BEGIN
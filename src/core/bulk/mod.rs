//! Job and batch lifecycle
//!
//! Submission creates one batch per record collection, the polling
//! scheduler drives the batches to terminal states, and the aggregator
//! turns their result sets into one per-record outcome list.

mod aggregator;
mod orchestrator;
mod polling;
mod record;
mod report;
mod result;
mod submission;
mod types;


pub use aggregator::{Aggregated, FailedFetch, ResultAggregator};
pub use orchestrator::BulkOrchestrator;
pub use polling::{
    delay_after_round, AbandonedBatch, Backoff, PollOutcome, PollingScheduler,
};
pub use record::{FieldValue, Record};
pub use report::{RejectedCollection, RunReport};
pub use result::{BatchResult, RecordError, RecordOutcome, RecordResult, UNKNOWN_STATUS_CODE};
pub use submission::SubmissionManager;
pub use types::{Batch, BatchState, Job, JobSpec, JobState, OperationKind};
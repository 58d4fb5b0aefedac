//! Exponential back-off between polling rounds

use crate::config::PollConfig;
use std::time::Duration;

/// Delay sequence `d0, d0*g, d0*g^2, ...`, optionally capped
#[derive(Debug, Clone)]
pub struct Backoff {
    next: Duration,
    growth_factor: f64,
    max_delay: Option<Duration>,
}

impl Backoff {
    pub fn new(initial: Duration, growth_factor: f64, max_delay: Option<Duration>) -> Self {
        Self {
            next: initial,
            growth_factor,
            max_delay,
        }
    }

    pub fn from_config(config: &PollConfig) -> Self {
        Self::new(
            config.initial_delay(),
            config.growth_factor,
            config.max_delay(),
        )
    }

    /// Delay to wait now; advances the sequence
    pub fn next_delay(&mut self) -> Duration {
        let current = self.capped(self.next);
        self.next = self.capped(grow(self.next, self.growth_factor));
        current
    }

    fn capped(&self, delay: Duration) -> Duration {
        match self.max_delay {
            Some(max) => delay.min(max),
            None => delay,
        }
    }
}

impl Iterator for Backoff {
    type Item = Duration;

    fn next(&mut self) -> Option<Duration> {
        Some(self.next_delay())
    }
}

/// `delay * factor`, saturating instead of panicking on overflow
fn grow(delay: Duration, factor: f64) -> Duration {
    Duration::try_from_secs_f64(delay.as_secs_f64() * factor).unwrap_or(Duration::MAX)
}

/// Delay that follows round `round` (1-based): `initial * factor^(round-1)`
pub fn delay_after_round(config: &PollConfig, round: u32) -> Duration {
    let exponent = round.saturating_sub(1) as i32;
    let delay = grow(config.initial_delay(), config.growth_factor.powi(exponent));
    match config.max_delay() {
        Some(max) => delay.min(max),
        None => delay,
    }
}
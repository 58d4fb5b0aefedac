//! bulk-console - run a sample bulk insert and print per-record outcomes

#![allow(missing_docs)]

use anyhow::Context;
use bulkforce::config::LogFormat;
use bulkforce::utils::error::error_chain;
use bulkforce::utils::logging::init_logging;
use bulkforce::{connect, BulkConfig, BulkOrchestrator, JobSpec, OperationKind, Record};
use clap::Parser;
use std::io::BufRead;
use std::path::PathBuf;
use std::process::ExitCode;
use std::sync::Arc;
use tokio_util::sync::CancellationToken;
use tracing::warn;

#[derive(Debug, Parser)]
#[command(name = "bulk-console", version, about = "Submit sample records through the bulk API")]
struct Cli {
    /// YAML configuration file
    #[arg(short, long, env = "BULK_CONFIG")]
    config: Option<PathBuf>,

    /// Authenticate against the sandbox login endpoint
    #[arg(long)]
    sandbox: bool,

    /// Entity type to insert into
    #[arg(long, default_value = "Account")]
    entity: String,

    /// Exit without waiting for enter
    #[arg(long)]
    no_wait: bool,

    /// Log level or filter directive, overrides the configuration
    #[arg(long)]
    log_level: Option<String>,

    /// Emit logs as JSON
    #[arg(long)]
    json_logs: bool,
}

/// Three collections of 4, 3 and 4 records; two records name a field the
/// entity does not have and come back as failures
fn sample_collections() -> Vec<Vec<Record>> {
    let named = |name: &str| Record::new().with("Name", name);
    let bogus = || Record::new().with("MADEUPFIELD", "MADEUPVALUE");

    vec![
        vec![
            named("TestDtAccount1"),
            named("TestDtAccount2"),
            bogus(),
            named("TestDtAccount3"),
        ],
        vec![
            named("TestDtAccount4"),
            named("TestDtAccount5"),
            named("TestDtAccount6"),
        ],
        vec![
            bogus(),
            named("TestDtAccount7"),
            named("TestDtAccount8"),
            named("TestDtAccount9"),
        ],
    ]
}

async fn run(cli: &Cli) -> anyhow::Result<()> {
    let mut config =
        BulkConfig::load(cli.config.as_deref()).context("Failed to load configuration")?;
    if cli.sandbox {
        config.auth.is_sandbox = true;
    }
    if let Some(level) = &cli.log_level {
        config.logging.level = level.clone();
    }
    if cli.json_logs {
        config.logging.format = LogFormat::Json;
    }
    init_logging(&config.logging);

    println!("Authenticating with {}", config.auth.login_url());
    let client = connect(&config)
        .await
        .context("Failed to connect to the bulk service")?;
    println!("Connected to {}", client.base_url());

    let cancel = CancellationToken::new();
    let ctrl_c = cancel.clone();
    tokio::spawn(async move {
        if tokio::signal::ctrl_c().await.is_ok() {
            warn!("Interrupted, cancelling bulk run");
            ctrl_c.cancel();
        }
    });

    let orchestrator = BulkOrchestrator::new(Arc::new(client), config.polling.clone())
        .context("Invalid polling configuration")?;
    let report = orchestrator
        .run(
            JobSpec::new(cli.entity.clone(), OperationKind::Insert),
            sample_collections(),
            &cancel,
        )
        .await
        .context("Bulk run failed")?;

    println!(
        "All batches complete for job {}, {} results (each batch lists one result per record):",
        report.job.id(),
        report.outcomes.len()
    );
    print!("{}", report.render());
    Ok(())
}

#[tokio::main]
async fn main() -> ExitCode {
    let cli = Cli::parse();

    let code = match run(&cli).await {
        Ok(()) => ExitCode::SUCCESS,
        Err(e) => {
            for message in error_chain(&*e) {
                println!("{}", message);
            }
            ExitCode::FAILURE
        }
    };

    if !cli.no_wait {
        println!("\nPress enter to close...");
        let mut line = String::new();
        let _ = std::io::stdin().lock().read_line(&mut line);
    }

    code
}
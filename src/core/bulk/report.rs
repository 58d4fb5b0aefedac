//! Summary of one orchestration run

use super::aggregator::FailedFetch;
use super::polling::AbandonedBatch;
use super::result::RecordOutcome;
use super::types::Job;
use crate::utils::error::BulkError;
use crate::utils::format_duration;
use chrono::{DateTime, Utc};
use std::fmt::Write;
use uuid::Uuid;

/// A record collection the service refused to accept as a batch
#[derive(Debug)]
pub struct RejectedCollection {
    /// Position of the collection in the submitted list
    pub index: usize,
    pub record_count: usize,
    pub error: BulkError,
}

/// Everything a run produced
#[derive(Debug)]
pub struct RunReport {
    pub run_id: Uuid,
    pub job: Job,
    /// Per-record outcomes, grouped by batch in completion order
    pub outcomes: Vec<RecordOutcome>,
    pub abandoned: Vec<AbandonedBatch>,
    /// Terminal batches whose result sets could not be fetched
    pub unfetched: Vec<FailedFetch>,
    pub rejected: Vec<RejectedCollection>,
    pub rounds: u32,
    pub started_at: DateTime<Utc>,
    pub finished_at: DateTime<Utc>,
}

impl RunReport {
    pub fn succeeded(&self) -> usize {
        self.outcomes.iter().filter(|o| o.is_success()).count()
    }

    pub fn failed(&self) -> usize {
        self.outcomes.len() - self.succeeded()
    }

    /// Whether every collection was submitted, every batch finished and
    /// every result set was fetched
    pub fn is_complete(&self) -> bool {
        self.abandoned.is_empty() && self.rejected.is_empty() && self.unfetched.is_empty()
    }

    /// Wall-clock duration in milliseconds
    pub fn elapsed_ms(&self) -> u64 {
        (self.finished_at - self.started_at)
            .num_milliseconds()
            .max(0) as u64
    }

    /// Console rendering, one line per record plus error detail lines
    pub fn render(&self) -> String {
        let mut out = String::new();

        for outcome in &self.outcomes {
            let result = &outcome.result;
            let _ = writeln!(
                out,
                "Id:{}, Created:{}, Success:{}, Errors:{}",
                result.id.as_deref().unwrap_or_default(),
                result.created,
                result.success,
                result.error.is_some()
            );
            if let Some(error) = &result.error {
                let _ = writeln!(out, "\tErrors:");
                for field in &error.fields {
                    let _ = writeln!(out, "\tField:{}", field);
                }
                let _ = writeln!(out, "\t{}", error.message);
                let _ = writeln!(out, "\t{}", error.status_code);
            }
        }

        for rejected in &self.rejected {
            let _ = writeln!(
                out,
                "Collection {} ({} records) rejected: {}",
                rejected.index, rejected.record_count, rejected.error
            );
        }
        for abandoned in &self.abandoned {
            let _ = writeln!(
                out,
                "Batch {} abandoned in state {}: {}",
                abandoned.batch.id(),
                abandoned.batch.state(),
                abandoned.error
            );
        }

        for unfetched in &self.unfetched {
            let _ = writeln!(
                out,
                "Batch {} finished as {} but its results are unavailable: {}",
                unfetched.batch.id(),
                unfetched.batch.state(),
                unfetched.error
            );
        }

        let _ = writeln!(
            out,
            "{} records: {} succeeded, {} failed ({} polling rounds, {})",
            self.outcomes.len(),
            self.succeeded(),
            self.failed(),
            self.rounds,
            format_duration(self.elapsed_ms())
        );
        out
    }
}
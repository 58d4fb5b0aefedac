//! # bulkforce
//!
//! Client-side orchestration of asynchronous bulk jobs: create a job, submit
//! record collections as batches, poll them with exponential back-off until
//! every batch is terminal, then flatten the per-batch results into one
//! per-record outcome list.
//!
//! ## Features
//!
//! - **Loosely-typed records**: arbitrary field names mapped to string, number, bool or null
//! - **Back-off polling**: configurable initial delay and growth factor, optional cap and deadline
//! - **Failure separation**: transient query failures are retried, permanent ones abandon the batch
//! - **Cancellation**: cooperative, via `CancellationToken`
//! - **Normalised results**: heterogeneous result rows decoded into one shape
//!
//! ## Quick Start
//!
//! ```rust,no_run
//! use bulkforce::{connect, BulkConfig, BulkOrchestrator, JobSpec, OperationKind, Record};
//! use std::sync::Arc;
//! use tokio_util::sync::CancellationToken;
//!
//! #[tokio::main]
//! async fn main() -> Result<(), Box<dyn std::error::Error>> {
//!     let config = BulkConfig::load(None)?;
//!     let client = connect(&config).await?;
//!
//!     let orchestrator = BulkOrchestrator::new(Arc::new(client), config.polling.clone())?;
//!     let report = orchestrator
//!         .run(
//!             JobSpec::new("Account", OperationKind::Insert),
//!             vec![vec![Record::new().with("Name", "Acme")]],
//!             &CancellationToken::new(),
//!         )
//!         .await?;
//!
//!     print!("{}", report.render());
//!     Ok(())
//! }
//! ```

#![allow(missing_docs)]
#![warn(clippy::all)]
#![allow(clippy::module_inception)]

pub mod auth;
pub mod config;
pub mod core;
pub mod utils;

// Re-export main types
pub use auth::{Authenticator, PasswordFlowAuthenticator, Session};
pub use config::{BulkConfig, PollConfig};
pub use utils::error::{BulkError, Result};

pub use core::bulk::{
    AbandonedBatch, Batch, BatchResult, BatchState, BulkOrchestrator, FailedFetch, FieldValue,
    Job, JobSpec, OperationKind, PollOutcome, PollingScheduler, Record, RecordError, RecordOutcome,
    RecordResult, RejectedCollection, ResultAggregator, RunReport, SubmissionManager,
};
pub use core::client::{BulkApi, ForceBulkClient};

use tracing::info;

/// Authenticate with the configured credentials and return a ready client
pub async fn connect(config: &BulkConfig) -> Result<ForceBulkClient> {
    let http = utils::net::build_client(&config.client)?;

    let session = PasswordFlowAuthenticator::new(http.clone())
        .authenticate(&config.auth)
        .await?;
    info!(instance = %session.instance_url, version = %session.api_version, "Connected");

    Ok(ForceBulkClient::new(http, session))
}

// Version information
/// Current version of the crate
pub const VERSION: &str = env!("CARGO_PKG_VERSION");
/// Name of the crate
pub const NAME: &str = env!("CARGO_PKG_NAME");
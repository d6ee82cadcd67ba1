// Copyright 2022-2023 VMware, Inc.
// SPDX-License-Identifier: BSD-2-Clause

//! Error types of the engine.
//!
//! An unsatisfiable problem is not an error: it is an
//! [`Outcome`](crate::solution::Outcome). Everything here stops a single
//! `solve` or `next` call and leaves no state behind that affects other
//! problems.

use relational::{bounds::BoundsError, instance::InstanceError};
use thiserror::Error;
use translator::{sat::SatError, translate::TranslationError};

/// A request that cannot be carried out with the given options or in the
/// current state of an enumeration. Always reported before any
/// translation work.
#[derive(Error, Debug, Clone, PartialEq, Eq)]
pub enum ConfigError {
    /// Trace lengths have to satisfy `1 <= min <= max`
    #[error("inconsistent trace lengths: minimum {min}, maximum {max}")]
    TraceLengths {
        /// The minimum trace length
        min: usize,
        /// The maximum trace length
        max: usize,
    },
    /// Enumeration needs a solver that keeps its state between calls
    #[error("enumerating solutions requires an incremental SAT solver")]
    NotIncremental,
    /// Enumeration of higher-order problems is not supported
    #[error("solutions of higher-order problems cannot be enumerated")]
    HigherOrderEnumeration,
    /// A segment of width zero can never change anything
    #[error("segment width must be at least 1, got {0}")]
    EmptySegment(usize),
    /// Segment exploration and path exploration were interleaved without
    /// going through configuration exploration
    #[error("cannot switch from {from} exploration to {to} exploration")]
    ModeSwitch {
        /// The current exploration mode
        from: &'static str,
        /// The requested exploration mode
        to: &'static str,
    },
    /// A relation is both fixed and allowed to change
    #[error("relation {0} cannot be both fixed and changing")]
    FixAndChange(String),
    /// A relation named in a request does not appear in the bounds
    #[error("unknown relation {0}")]
    UnknownRelation(String),
}

/// An error in resolving higher-order quantifiers.
#[derive(Error, Debug, Clone, PartialEq, Eq)]
pub enum HolError {
    /// The candidate/counterexample loop reached its iteration bound. This
    /// says nothing about satisfiability.
    #[error("higher-order search gave up after {0} candidates")]
    SearchExhausted(usize),
    /// A higher-order quantifier in a position that cannot be skolemized
    /// or refined, e.g. under a temporal operator
    #[error("unsupported higher-order formula: {0}")]
    Unsupported(String),
}

/// An error from solving or enumerating.
#[derive(Error, Debug, Clone, PartialEq, Eq)]
pub enum SolveError {
    #[allow(missing_docs)]
    #[error(transparent)]
    Config(#[from] ConfigError),
    #[allow(missing_docs)]
    #[error(transparent)]
    Hol(#[from] HolError),
    /// The problem could not be translated
    #[error(transparent)]
    Translation(TranslationError),
    #[allow(missing_docs)]
    #[error(transparent)]
    Bounds(#[from] BoundsError),
    #[allow(missing_docs)]
    #[error(transparent)]
    Instance(#[from] InstanceError),
    /// The SAT solver was stopped (deadline, interrupt flag) or failed.
    /// Never retried.
    #[error("solving aborted: {0}")]
    Aborted(SatError),
}

impl From<TranslationError> for SolveError {
    fn from(e: TranslationError) -> Self {
        match e {
            TranslationError::Sat(e) => SolveError::Aborted(e),
            e => SolveError::Translation(e),
        }
    }
}

impl From<SatError> for SolveError {
    fn from(e: SatError) -> Self {
        SolveError::Aborted(e)
    }
}

impl SolveError {
    /// Whether the higher-order loop gave up.
    pub fn is_search_exhausted(&self) -> bool {
        matches!(self, SolveError::Hol(HolError::SearchExhausted(_)))
    }

    /// Whether the request was rejected as an invalid configuration.
    pub fn is_config(&self) -> bool {
        matches!(self, SolveError::Config(_))
    }
}
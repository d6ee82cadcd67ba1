// Copyright 2022-2023 VMware, Inc.
// SPDX-License-Identifier: BSD-2-Clause

//! Bounded model finding for relational logic with linear-temporal and
//! higher-order formulas.
//!
//! A temporal problem is solved by iterative deepening: the formula and
//! bounds are expanded onto a lasso of increasing length and handed to the
//! base [`translator`]. Higher-order quantifiers are resolved by a
//! candidate/counterexample refinement loop layered on top (see [`hol`]).

// configure clippy
#![allow(clippy::needless_return)]
#![allow(clippy::large_enum_variant)]
#![allow(clippy::type_complexity)]
#![deny(clippy::uninlined_format_args)]
// documentation-related lints (only checked when running rustdoc)
#![warn(missing_docs)]
#![allow(rustdoc::private_intra_doc_links)]
#![deny(rustdoc::broken_intra_doc_links)]

pub mod error;
pub mod expand;
pub mod explorer;
pub mod hol;
pub mod options;
pub mod reporter;
pub mod solution;
pub mod solver;
pub mod temporal;

pub use error::{ConfigError, HolError, SolveError};
pub use explorer::{Explorer, SolutionIterator};
pub use options::{IterationEncoding, Options};
pub use solution::{Outcome, Solution, Statistics};
pub use solver::TemporalSolver;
END
- TASK OBJECTIVE -
Print exactly the lines above from the one with "mod submission;" to the one with "pub struct Backoff", including both.

- OUTPUT FOR THIS TASK -
mod submission;
mod types;


pub use aggregator::{Aggregated, FailedFetch, ResultAggregator};
pub use orchestrator::BulkOrchestrator;
pub use polling::{
    delay_after_round, AbandonedBatch, Backoff, PollOutcome, PollingScheduler,
};
pub use record::{FieldValue, Record};
pub use report::{RejectedCollection, RunReport};
pub use result::{BatchResult, RecordError, RecordOutcome, RecordResult, UNKNOWN_STATUS_CODE};
pub use submission::SubmissionManager;
pub use types::{Batch, BatchState, Job, JobSpec, JobState, OperationKind};
repository 58d4fb5b0aefedac
//! Exponential back-off between polling rounds

use crate::config::PollConfig;
use std::time::Duration;

/// Delay sequence `d0, d0*g, d0*g^2, ...`, optionally capped
#[derive(Debug, Clone)]
pub struct Backoff {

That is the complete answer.